● **DATA FOR PROCESSING**:

"""

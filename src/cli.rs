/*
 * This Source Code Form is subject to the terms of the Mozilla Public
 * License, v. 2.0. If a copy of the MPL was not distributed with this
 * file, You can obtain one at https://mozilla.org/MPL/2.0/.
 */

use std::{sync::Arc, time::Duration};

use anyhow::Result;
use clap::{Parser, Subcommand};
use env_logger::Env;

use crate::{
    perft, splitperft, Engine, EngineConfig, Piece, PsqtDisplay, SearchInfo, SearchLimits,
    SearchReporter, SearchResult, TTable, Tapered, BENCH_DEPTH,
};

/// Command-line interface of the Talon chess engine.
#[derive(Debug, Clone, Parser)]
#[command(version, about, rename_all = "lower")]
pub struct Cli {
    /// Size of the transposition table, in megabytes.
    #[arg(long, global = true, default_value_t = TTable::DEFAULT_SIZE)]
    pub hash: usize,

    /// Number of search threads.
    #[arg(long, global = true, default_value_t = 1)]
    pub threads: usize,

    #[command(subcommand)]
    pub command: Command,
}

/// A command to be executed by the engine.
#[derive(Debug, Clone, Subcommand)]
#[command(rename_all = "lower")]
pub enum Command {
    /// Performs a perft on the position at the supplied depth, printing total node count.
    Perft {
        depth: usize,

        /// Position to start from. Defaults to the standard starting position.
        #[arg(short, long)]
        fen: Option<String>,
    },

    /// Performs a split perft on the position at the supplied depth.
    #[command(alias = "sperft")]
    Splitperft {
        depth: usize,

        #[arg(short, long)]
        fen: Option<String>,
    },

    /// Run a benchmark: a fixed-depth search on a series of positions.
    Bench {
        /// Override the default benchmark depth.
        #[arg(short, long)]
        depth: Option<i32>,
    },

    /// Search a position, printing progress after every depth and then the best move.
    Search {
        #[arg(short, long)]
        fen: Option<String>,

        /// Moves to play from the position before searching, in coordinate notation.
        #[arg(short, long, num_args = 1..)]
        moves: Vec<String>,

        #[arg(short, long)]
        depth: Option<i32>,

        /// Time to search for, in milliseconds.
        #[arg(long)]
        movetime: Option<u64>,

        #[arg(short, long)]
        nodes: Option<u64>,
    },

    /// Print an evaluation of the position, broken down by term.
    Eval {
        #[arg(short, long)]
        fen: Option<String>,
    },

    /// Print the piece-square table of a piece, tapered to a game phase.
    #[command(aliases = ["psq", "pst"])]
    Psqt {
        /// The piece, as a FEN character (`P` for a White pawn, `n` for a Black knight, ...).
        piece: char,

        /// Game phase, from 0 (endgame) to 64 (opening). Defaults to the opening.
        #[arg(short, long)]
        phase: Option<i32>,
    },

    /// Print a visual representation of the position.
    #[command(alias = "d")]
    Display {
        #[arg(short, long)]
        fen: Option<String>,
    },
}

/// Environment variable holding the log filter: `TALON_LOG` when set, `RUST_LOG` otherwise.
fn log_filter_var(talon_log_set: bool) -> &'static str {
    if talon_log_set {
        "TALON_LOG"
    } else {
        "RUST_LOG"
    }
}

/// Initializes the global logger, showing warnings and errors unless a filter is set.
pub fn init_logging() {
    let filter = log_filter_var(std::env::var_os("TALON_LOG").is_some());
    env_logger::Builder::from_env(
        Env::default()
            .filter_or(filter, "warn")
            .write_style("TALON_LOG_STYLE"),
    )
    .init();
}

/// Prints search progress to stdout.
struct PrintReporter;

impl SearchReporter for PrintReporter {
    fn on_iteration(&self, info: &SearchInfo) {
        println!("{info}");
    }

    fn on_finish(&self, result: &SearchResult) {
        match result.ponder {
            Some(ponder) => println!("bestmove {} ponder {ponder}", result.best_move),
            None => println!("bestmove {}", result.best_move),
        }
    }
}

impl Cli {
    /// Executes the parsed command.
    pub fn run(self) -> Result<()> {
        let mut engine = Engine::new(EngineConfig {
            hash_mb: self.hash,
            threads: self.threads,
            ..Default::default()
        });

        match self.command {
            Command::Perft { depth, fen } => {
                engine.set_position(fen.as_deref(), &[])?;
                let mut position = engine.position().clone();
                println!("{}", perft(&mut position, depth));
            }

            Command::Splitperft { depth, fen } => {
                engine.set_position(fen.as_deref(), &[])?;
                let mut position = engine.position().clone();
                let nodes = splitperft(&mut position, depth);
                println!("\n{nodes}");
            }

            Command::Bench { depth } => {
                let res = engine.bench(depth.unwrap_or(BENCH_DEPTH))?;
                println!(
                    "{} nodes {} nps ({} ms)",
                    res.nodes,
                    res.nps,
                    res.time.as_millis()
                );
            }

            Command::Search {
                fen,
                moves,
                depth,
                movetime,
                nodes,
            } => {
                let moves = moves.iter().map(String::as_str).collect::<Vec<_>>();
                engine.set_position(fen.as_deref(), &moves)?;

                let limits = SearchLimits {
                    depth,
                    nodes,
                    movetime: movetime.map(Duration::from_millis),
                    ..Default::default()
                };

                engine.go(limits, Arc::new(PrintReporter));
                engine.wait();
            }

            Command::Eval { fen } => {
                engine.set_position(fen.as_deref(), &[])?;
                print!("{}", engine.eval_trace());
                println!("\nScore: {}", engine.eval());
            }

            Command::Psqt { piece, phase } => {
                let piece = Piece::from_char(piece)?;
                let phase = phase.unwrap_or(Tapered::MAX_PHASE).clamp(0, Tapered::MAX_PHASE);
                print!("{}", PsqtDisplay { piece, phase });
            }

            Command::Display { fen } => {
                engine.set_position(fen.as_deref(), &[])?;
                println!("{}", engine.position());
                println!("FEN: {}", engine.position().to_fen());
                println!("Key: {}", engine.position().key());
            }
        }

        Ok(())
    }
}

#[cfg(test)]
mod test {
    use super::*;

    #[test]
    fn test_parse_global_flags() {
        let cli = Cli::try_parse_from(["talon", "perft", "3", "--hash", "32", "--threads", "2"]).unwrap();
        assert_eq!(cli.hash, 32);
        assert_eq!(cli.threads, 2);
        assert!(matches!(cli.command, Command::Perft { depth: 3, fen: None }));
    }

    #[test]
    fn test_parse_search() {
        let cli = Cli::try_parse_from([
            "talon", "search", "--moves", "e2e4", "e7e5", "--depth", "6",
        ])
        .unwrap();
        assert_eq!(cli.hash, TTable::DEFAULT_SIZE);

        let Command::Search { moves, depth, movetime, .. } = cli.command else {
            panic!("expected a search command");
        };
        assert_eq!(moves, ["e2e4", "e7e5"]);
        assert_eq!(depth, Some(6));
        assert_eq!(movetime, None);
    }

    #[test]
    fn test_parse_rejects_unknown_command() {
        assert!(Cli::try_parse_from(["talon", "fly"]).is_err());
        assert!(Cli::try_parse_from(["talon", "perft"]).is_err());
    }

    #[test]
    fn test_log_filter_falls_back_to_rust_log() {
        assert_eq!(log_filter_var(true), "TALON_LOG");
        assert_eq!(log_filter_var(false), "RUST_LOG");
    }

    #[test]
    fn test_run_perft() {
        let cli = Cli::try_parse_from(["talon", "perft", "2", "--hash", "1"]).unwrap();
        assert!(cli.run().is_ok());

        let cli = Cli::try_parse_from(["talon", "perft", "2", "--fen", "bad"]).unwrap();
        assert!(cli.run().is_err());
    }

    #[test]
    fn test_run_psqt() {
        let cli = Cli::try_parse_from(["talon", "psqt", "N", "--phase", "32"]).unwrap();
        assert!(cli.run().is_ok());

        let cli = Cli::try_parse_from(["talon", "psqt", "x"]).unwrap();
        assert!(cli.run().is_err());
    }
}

"""

● **WHAT YOU ARE ASKED TO DO**:
The data above must be returned in full, exactly as written.

● **RESPONSE BELOW**:
filename src/cli.rs
/*
 * This Source Code Form is subject to the terms of the Mozilla Public
 * License, v. 2.0. If a copy of the MPL was not distributed with this
 * file, You can obtain one at https://mozilla.org/MPL/2.0/.
 */

use std::{sync::Arc, time::Duration};

use anyhow::Result;
use clap::{Parser, Subcommand};
use env_logger::Env;

use crate::{
    perft, splitperft, Engine, EngineConfig, Piece, PsqtDisplay, SearchInfo, SearchLimits,
    SearchReporter, SearchResult, TTable, Tapered, BENCH_DEPTH,
};

/// Command-line interface of the Talon chess engine.
#[derive(Debug, Clone, Parser)]
#[command(version, about, rename_all = "lower")]
pub struct Cli {
    /// Size of the transposition table, in megabytes.
    #[arg(long, global = true, default_value_t = TTable::DEFAULT_SIZE)]
    pub hash: usize,

    /// Number of search threads.
    #[arg(long, global = true, default_value_t = 1)]
    pub threads: usize,

    #[command(subcommand)]
    pub command: Command,
}

/// A command to be executed by the engine.
#[derive(Debug, Clone, Subcommand)]
#[command(rename_all = "lower")]
pub enum Command {
    /// Performs a perft on the position at the supplied depth, printing total node count.
    Perft {
        depth: usize,

        /// Position to start from. Defaults to the standard starting position.
        #[arg(short, long)]
        fen: Option<String>,
    },

    /// Performs a split perft on the position at the supplied depth.
    #[command(alias = "sperft")]
    Splitperft {
        depth: usize,

        #[arg(short, long)]
        fen: Option<String>,
    },

    /// Run a benchmark: a fixed-depth search on a series of positions.
    Bench {
        /// Override the default benchmark depth.
        #[arg(short, long)]
        depth: Option<i32>,
    },

    /// Search a position, printing progress after every depth and then the best move.
    Search {
        #[arg(short, long)]
        fen: Option<String>,

        /// Moves to play from the position before searching, in coordinate notation.
        #[arg(short, long, num_args = 1..)]
        moves: Vec<String>,

        #[arg(short, long)]
        depth: Option<i32>,

        /// Time to search for, in milliseconds.
        #[arg(long)]
        movetime: Option<u64>,

        #[arg(short, long)]
        nodes: Option<u64>,
    },

    /// Print an evaluation of the position, broken down by term.
    Eval {
        #[arg(short, long)]
        fen: Option<String>,
    },

    /// Print the piece-square table of a piece, tapered to a game phase.
    #[command(aliases = ["psq", "pst"])]
    Psqt {
        /// The piece, as a FEN character (`P` for a White pawn, `n` for a Black knight, ...).
        piece: char,

        /// Game phase, from 0 (endgame) to 64 (opening). Defaults to the opening.
        #[arg(short, long)]
        phase: Option<i32>,
    },

    /// Print a visual representation of the position.
    #[command(alias = "d")]
    Display {
        #[arg(short, long)]
        fen: Option<String>,
    },
}

/// Environment variable holding the log filter: `TALON_LOG` when set, `RUST_LOG` otherwise.
fn log_filter_var(talon_log_set: bool) -> &'static str {
    if talon_log_set {
        "TALON_LOG"
    } else {
        "RUST_LOG"
    }
}

/// Initializes the global logger, showing warnings and errors unless a filter is set.
pub fn init_logging() {
    let filter = log_filter_var(std::env::var_os("TALON_LOG").is_some());
    env_logger::Builder::from_env(
        Env::default()
            .filter_or(filter, "warn")
            .write_style("TALON_LOG_STYLE"),
    )
    .init();
}

/// Prints search progress to stdout.
struct PrintReporter;

impl SearchReporter for PrintReporter {
    fn on_iteration(&self, info: &SearchInfo) {
        println!("{info}");
    }

    fn on_finish(&self, result: &SearchResult) {
        match result.ponder {
            Some(ponder) => println!("bestmove {} ponder {ponder}", result.best_move),
            None => println!("bestmove {}", result.best_move),
        }
    }
}

impl Cli {
    /// Executes the parsed command.
    pub fn run(self) -> Result<()> {
        let mut engine = Engine::new(EngineConfig {
            hash_mb: self.hash,
            threads: self.threads,
            ..Default::default()
        });

        match self.command {
            Command::Perft { depth, fen } => {
                engine.set_position(fen.as_deref(), &[])?;
                let mut position = engine.position().clone();
                println!("{}", perft(&mut position, depth));
            }

            Command::Splitperft { depth, fen } => {
                engine.set_position(fen.as_deref(), &[])?;
                let mut position = engine.position().clone();
                let nodes = splitperft(&mut position, depth);
                println!("\n{nodes}");
            }

            Command::Bench { depth } => {
                let res = engine.bench(depth.unwrap_or(BENCH_DEPTH))?;
                println!(
                    "{} nodes {} nps ({} ms)",
                    res.nodes,
                    res.nps,
                    res.time.as_millis()
                );
            }

            Command::Search {
                fen,
                moves,
                depth,
                movetime,
                nodes,
            } => {
                let moves = moves.iter().map(String::as_str).collect::<Vec<_>>();
                engine.set_position(fen.as_deref(), &moves)?;

                let limits = SearchLimits {
                    depth,
                    nodes,
                    movetime: movetime.map(Duration::from_millis),
                    ..Default::default()
                };

                engine.go(limits, Arc::new(PrintReporter));
                engine.wait();
            }

            Command::Eval { fen } => {
                engine.set_position(fen.as_deref(), &[])?;
                print!("{}", engine.eval_trace());
                println!("\nScore: {}", engine.eval());
            }

            Command::Psqt { piece, phase } => {
                let piece = Piece::from_char(piece)?;
                let phase = phase.unwrap_or(Tapered::MAX_PHASE).clamp(0, Tapered::MAX_PHASE);
                print!("{}", PsqtDisplay { piece, phase });
            }

            Command::Display { fen } => {
                engine.set_position(fen.as_deref(), &[])?;
                println!("{}", engine.position());
                println!("FEN: {}", engine.position().to_fen());
                println!("Key: {}", engine.position().key());
            }
        }

        Ok(())
    }
}

#[cfg(test)]
mod test {
    use super::*;

    #[test]
    fn test_parse_global_flags() {
        let cli = Cli::try_parse_from(["talon", "perft", "3", "--hash", "32", "--threads", "2"]).unwrap();
        assert_eq!(cli.hash, 32);
        assert_eq!(cli.threads, 2);
        assert!(matches!(cli.command, Command::Perft { depth: 3, fen: None }));
    }

    #[test]
    fn test_parse_search() {
        let cli = Cli::try_parse_from([
            "talon", "search", "--moves", "e2e4", "e7e5", "--depth", "6",
        ])
        .unwrap();
        assert_eq!(cli.hash, TTable::DEFAULT_SIZE);

        let Command::Search { moves, depth, movetime, .. } = cli.command else {
            panic!("expected a search command");
        };
        assert_eq!(moves, ["e2e4", "e7e5"]);
        assert_eq!(depth, Some(6));
        assert_eq!(movetime, None);
    }

    #[test]
    fn test_parse_rejects_unknown_command() {
        assert!(Cli::try_parse_from(["talon", "fly"]).is_err());
        assert!(Cli::try_parse_from(["talon", "perft"]).is_err());
    }

    #[test]
    fn test_log_filter_falls_back_to_rust_log() {
        assert_eq!(log_filter_var(true), "TALON_LOG");
        assert_eq!(log_filter_var(false), "RUST_LOG");
    }

    #[test]
    fn test_run_perft() {
        let cli = Cli::try_parse_from(["talon", "perft", "2", "--hash", "1"]).unwrap();
        assert!(cli.run().is_ok());

        let cli = Cli::try_parse_from(["talon", "perft", "2", "--fen", "bad"]).unwrap();
        assert!(cli.run().is_err());
    }

    #[test]
    fn test_run_psqt() {
        let cli = Cli::try_parse_from(["talon", "psqt", "N", "--phase", "32"]).unwrap();
        assert!(cli.run().is_ok());

        let cli = Cli::try_parse_from(["talon", "psqt", "x"]).unwrap();
        assert!(cli.run().is_err());
    }
}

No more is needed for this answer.